_About this task_. From the entries below, copy every line where the string "Serialize" appears.

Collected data

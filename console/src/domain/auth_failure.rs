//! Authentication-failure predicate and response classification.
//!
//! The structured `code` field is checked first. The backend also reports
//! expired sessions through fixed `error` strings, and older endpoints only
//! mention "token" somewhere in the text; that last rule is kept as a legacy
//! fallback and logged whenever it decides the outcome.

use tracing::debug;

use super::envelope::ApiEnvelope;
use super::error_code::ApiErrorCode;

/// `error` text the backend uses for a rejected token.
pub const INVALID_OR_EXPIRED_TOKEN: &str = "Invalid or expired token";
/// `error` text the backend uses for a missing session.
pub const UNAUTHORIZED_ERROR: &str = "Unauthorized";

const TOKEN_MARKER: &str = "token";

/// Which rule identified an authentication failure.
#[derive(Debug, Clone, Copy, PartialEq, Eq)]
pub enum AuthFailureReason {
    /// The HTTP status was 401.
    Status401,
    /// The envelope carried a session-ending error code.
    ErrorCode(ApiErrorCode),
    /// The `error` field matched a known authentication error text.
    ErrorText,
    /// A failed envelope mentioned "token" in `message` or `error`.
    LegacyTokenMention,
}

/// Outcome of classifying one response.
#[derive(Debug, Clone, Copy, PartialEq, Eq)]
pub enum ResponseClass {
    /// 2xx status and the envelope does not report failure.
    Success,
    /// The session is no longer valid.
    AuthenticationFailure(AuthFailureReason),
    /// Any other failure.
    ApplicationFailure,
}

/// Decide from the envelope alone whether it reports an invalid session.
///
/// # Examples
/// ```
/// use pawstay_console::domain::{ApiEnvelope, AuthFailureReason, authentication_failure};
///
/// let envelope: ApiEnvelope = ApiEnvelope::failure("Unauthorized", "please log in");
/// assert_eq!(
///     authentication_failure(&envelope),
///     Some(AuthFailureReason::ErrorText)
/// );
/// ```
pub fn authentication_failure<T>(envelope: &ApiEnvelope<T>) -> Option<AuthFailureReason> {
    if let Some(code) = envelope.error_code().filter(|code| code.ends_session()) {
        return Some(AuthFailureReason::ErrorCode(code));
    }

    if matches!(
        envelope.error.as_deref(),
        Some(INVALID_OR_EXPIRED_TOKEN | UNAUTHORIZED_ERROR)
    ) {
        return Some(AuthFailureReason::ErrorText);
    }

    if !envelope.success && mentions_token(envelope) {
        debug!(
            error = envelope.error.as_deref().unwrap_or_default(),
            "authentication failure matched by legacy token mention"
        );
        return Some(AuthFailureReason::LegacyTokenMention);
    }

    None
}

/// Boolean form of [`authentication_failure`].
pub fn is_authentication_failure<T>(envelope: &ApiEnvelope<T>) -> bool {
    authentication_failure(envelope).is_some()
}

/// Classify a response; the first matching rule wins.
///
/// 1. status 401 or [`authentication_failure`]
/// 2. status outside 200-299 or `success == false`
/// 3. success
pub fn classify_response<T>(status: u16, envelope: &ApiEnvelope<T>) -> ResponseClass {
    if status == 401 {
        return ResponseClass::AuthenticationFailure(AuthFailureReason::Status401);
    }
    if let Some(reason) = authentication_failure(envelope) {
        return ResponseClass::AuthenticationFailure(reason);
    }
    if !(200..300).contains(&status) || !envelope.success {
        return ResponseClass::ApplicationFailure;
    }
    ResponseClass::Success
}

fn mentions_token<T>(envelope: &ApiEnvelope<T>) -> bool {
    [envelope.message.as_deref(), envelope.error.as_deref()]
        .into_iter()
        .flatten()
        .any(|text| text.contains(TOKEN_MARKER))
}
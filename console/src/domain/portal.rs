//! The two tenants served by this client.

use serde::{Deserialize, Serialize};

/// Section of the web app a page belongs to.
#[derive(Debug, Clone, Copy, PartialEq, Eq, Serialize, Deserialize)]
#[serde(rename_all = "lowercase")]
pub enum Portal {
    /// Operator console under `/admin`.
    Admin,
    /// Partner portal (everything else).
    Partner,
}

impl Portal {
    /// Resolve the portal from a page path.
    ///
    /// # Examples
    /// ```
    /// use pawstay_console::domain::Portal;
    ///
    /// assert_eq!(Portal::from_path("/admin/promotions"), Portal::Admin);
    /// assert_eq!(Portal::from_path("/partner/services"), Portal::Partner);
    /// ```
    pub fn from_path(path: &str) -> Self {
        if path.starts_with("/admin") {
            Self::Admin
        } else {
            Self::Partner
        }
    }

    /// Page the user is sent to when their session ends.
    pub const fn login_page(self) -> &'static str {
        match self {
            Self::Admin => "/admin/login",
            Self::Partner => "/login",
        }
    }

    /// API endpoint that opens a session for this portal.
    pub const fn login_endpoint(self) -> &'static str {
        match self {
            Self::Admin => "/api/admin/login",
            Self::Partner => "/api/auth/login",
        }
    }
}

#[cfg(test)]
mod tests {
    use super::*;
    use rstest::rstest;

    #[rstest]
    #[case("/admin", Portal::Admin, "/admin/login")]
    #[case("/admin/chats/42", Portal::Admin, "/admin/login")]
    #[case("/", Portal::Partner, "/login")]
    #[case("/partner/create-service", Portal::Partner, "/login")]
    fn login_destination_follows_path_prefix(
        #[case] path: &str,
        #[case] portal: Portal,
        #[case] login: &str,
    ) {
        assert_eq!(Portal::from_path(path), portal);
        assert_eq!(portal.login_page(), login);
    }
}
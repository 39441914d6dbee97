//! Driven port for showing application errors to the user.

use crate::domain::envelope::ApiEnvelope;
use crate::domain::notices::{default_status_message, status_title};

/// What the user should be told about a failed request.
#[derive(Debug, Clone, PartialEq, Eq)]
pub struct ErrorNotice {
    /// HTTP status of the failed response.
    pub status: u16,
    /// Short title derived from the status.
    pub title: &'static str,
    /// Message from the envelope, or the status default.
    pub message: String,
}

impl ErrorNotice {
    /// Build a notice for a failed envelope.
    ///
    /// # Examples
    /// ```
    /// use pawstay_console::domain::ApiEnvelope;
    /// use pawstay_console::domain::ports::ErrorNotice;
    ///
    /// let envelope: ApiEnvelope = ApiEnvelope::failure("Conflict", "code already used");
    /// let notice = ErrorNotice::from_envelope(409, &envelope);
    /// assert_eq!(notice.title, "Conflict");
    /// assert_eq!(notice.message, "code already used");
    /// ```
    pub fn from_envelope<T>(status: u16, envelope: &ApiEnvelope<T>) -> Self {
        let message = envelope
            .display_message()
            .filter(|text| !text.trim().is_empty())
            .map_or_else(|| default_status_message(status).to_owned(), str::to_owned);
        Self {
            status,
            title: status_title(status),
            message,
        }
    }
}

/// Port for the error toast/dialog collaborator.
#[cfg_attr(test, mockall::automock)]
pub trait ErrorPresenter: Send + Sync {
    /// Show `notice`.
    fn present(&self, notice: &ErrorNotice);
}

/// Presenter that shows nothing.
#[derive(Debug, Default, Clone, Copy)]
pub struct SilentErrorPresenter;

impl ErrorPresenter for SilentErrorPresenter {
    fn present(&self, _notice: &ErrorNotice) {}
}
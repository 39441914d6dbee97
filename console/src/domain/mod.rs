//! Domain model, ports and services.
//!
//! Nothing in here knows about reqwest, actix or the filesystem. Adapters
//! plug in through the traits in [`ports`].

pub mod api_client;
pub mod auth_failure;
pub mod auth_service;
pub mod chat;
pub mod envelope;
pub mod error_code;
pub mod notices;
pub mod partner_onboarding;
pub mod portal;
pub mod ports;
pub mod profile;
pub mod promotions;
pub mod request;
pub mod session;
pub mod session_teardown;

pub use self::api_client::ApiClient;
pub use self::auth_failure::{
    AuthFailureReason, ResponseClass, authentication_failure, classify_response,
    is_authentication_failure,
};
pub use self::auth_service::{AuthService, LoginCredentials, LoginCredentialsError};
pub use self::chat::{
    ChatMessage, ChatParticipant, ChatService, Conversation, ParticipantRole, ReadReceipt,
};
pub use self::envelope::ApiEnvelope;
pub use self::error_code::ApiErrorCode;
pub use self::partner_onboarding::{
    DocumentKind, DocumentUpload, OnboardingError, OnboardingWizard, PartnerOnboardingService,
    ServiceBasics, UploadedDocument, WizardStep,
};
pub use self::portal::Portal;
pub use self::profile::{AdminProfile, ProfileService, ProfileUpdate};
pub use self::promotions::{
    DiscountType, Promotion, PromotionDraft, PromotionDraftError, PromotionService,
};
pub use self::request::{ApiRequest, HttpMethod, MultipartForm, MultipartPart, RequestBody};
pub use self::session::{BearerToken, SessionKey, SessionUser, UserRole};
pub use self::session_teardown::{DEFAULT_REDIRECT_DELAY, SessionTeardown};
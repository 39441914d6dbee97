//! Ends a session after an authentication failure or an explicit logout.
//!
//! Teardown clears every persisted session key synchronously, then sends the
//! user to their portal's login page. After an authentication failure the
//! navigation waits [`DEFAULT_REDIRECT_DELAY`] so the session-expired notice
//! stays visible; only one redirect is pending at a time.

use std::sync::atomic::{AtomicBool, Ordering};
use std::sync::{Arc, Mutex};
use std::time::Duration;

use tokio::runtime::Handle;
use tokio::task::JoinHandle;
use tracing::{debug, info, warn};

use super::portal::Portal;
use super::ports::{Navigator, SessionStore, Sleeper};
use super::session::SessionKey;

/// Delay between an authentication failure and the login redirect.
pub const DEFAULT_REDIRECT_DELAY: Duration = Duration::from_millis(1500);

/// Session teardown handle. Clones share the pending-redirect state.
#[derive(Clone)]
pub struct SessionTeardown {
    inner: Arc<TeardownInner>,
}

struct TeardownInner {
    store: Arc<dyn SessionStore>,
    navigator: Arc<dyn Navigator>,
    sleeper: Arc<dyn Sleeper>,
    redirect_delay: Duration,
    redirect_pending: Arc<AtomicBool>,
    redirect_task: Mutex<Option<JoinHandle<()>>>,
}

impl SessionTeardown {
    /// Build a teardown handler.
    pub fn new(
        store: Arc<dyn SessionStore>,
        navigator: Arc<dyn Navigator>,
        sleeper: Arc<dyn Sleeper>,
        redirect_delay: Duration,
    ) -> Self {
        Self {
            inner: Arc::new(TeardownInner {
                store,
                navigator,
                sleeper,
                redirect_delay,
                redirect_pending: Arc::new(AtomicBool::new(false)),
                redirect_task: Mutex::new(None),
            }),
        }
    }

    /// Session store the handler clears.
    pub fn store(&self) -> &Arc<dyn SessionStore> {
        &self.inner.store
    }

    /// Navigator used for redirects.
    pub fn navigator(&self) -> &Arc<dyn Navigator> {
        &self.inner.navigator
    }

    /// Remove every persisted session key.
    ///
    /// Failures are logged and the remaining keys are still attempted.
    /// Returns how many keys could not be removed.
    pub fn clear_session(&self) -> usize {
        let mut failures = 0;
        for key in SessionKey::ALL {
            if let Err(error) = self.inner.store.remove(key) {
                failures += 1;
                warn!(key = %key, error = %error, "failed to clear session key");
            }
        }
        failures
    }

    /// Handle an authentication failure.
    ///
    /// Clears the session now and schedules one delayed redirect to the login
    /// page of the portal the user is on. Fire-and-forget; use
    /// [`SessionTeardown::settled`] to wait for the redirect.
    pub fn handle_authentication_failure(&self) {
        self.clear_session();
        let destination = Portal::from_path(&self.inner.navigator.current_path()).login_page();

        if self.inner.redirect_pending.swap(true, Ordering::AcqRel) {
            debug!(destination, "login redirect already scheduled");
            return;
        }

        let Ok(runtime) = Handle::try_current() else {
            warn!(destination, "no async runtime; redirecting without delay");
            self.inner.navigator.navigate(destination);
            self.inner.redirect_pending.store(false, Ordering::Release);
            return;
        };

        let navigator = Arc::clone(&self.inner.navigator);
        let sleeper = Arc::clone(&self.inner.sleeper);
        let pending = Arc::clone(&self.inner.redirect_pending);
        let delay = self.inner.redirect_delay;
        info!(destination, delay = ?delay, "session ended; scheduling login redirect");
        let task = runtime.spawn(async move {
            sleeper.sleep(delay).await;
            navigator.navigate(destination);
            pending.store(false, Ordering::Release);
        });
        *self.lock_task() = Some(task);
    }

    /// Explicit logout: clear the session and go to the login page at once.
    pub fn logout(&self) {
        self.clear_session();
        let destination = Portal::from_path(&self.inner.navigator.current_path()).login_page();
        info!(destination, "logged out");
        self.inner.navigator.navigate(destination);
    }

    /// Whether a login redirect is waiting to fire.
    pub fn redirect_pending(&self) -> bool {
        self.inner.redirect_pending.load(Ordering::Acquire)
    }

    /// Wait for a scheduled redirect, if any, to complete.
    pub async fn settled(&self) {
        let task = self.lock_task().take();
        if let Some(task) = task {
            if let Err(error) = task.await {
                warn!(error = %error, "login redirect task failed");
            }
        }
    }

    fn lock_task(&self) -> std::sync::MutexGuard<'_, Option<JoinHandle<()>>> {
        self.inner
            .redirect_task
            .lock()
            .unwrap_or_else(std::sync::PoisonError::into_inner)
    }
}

_Reply_.
use serde::{Deserialize, Serialize};
#[derive(Debug, Clone, Copy, PartialEq, Eq, Serialize, Deserialize)]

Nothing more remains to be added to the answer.